## Task prompt
State how many lines in the entries below include the string "variable", and give nothing beyond that number.

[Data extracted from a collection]
━━━━━━━━━━━━━━━━━━━━━━━━━━━━━━

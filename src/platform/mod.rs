//! GitHub client construction
//!
//! The API client itself is an external collaborator reached through two
//! operations: build it from options, then authenticate it with a token.
//! [`GitHub`] drives those operations lazily and at most once.

mod factory;
mod github;

pub use factory::{ClientConfig, GitHub};
pub use github::{GitHubClient, OctocrabBackend};

use crate::error::Result;
use crate::options::ClientOptions;

/// A constructed API client that can be given credentials
pub trait ApiClient {
    /// Attach `token` to the client for all later requests
    fn authenticate(&mut self, token: &str) -> Result<()>;
}

/// Builds API clients from merged options
///
/// Implemented by [`OctocrabBackend`] for real use and by mocks in tests.
pub trait ClientBuilder {
    /// Client type produced by this builder
    type Client: ApiClient;

    /// Construct an unauthenticated client
    fn build(&self, options: &ClientOptions) -> Result<Self::Client>;
}
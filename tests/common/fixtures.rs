//! Test data factories for client configuration
//!
//! These are test utilities - not all may be used in every test binary.

#![allow(dead_code)]

use forge_github::{ClientConfig, ClientOptions};

/// GitHub Enterprise API root used across tests
pub const ENTERPRISE_URL: &str = "https://github.example.com:8443/enterprise";

/// Environment lookup with nothing set
pub fn empty_env(_: &str) -> Option<String> {
    None
}

/// Environment lookup with only `GITHUB_TOKEN` set
pub fn env_with_token(value: &str) -> impl Fn(&str) -> Option<String> + '_ {
    move |key| (key == "GITHUB_TOKEN").then(|| value.to_string())
}

/// Config resolved against an empty environment
pub fn make_config(token: Option<&str>, required: bool, options: ClientOptions) -> ClientConfig {
    ClientConfig::resolve(token.map(String::from), required, options, empty_env)
}

/// Options pointing at a GitHub Enterprise instance
pub fn enterprise_options() -> ClientOptions {
    ClientOptions::new().with_base_url(ENTERPRISE_URL)
}
//! Token resolution for GitHub
//!
//! Tokens come from an explicit argument or the `GITHUB_TOKEN` environment
//! variable.

mod github;

pub use github::{resolve_token, ResolvedToken, TOKEN_ENV_VAR};

/// Source of authentication token
#[derive(Debug, Clone, Copy, PartialEq, Eq)]
pub enum TokenSource {
    /// Token passed in by the caller
    Explicit,
    /// Token from environment variable
    EnvVar,
}
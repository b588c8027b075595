//! Auth command - test and explain authentication

use super::ClientArgs;
use super::style::{Stylize, check};
use anstream::println;
use forge_github::GitHub;
use forge_github::auth::TokenSource;
use forge_github::error::Result;

/// Run the auth test command
pub async fn run_auth_test(args: &ClientArgs) -> Result<()> {
    println!("Testing GitHub authentication...");

    let config = args.to_config(true)?;
    let source = config.token_source();
    let mut github = GitHub::new(config);
    let username = github.client()?.current_user_login().await?;

    println!("{} Authenticated as: {}", check(), username.accent());
    if let Some(source) = source {
        let source = match source {
            TokenSource::Explicit => "--token",
            TokenSource::EnvVar => "GITHUB_TOKEN",
        };
        println!("{}", format!("Token source: {source}").muted());
    }
    Ok(())
}

/// Run the auth setup command (show instructions)
pub fn run_auth_setup() {
    println!("{}", "GitHub Authentication Setup".emphasis());
    println!("===========================");
    println!();
    println!("Option 1: Environment variable (recommended)");
    println!("  Set {}", "GITHUB_TOKEN".accent());
    println!();
    println!("Option 2: Command line");
    println!("  Pass --token <TOKEN>");
    println!();
    println!("For GitHub Enterprise:");
    println!("  Pass --base-url https://<host>/api/v3");
}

━━━━━━━━━━━━━━━━━━━━━━━━━━━━━━

## Written reply
3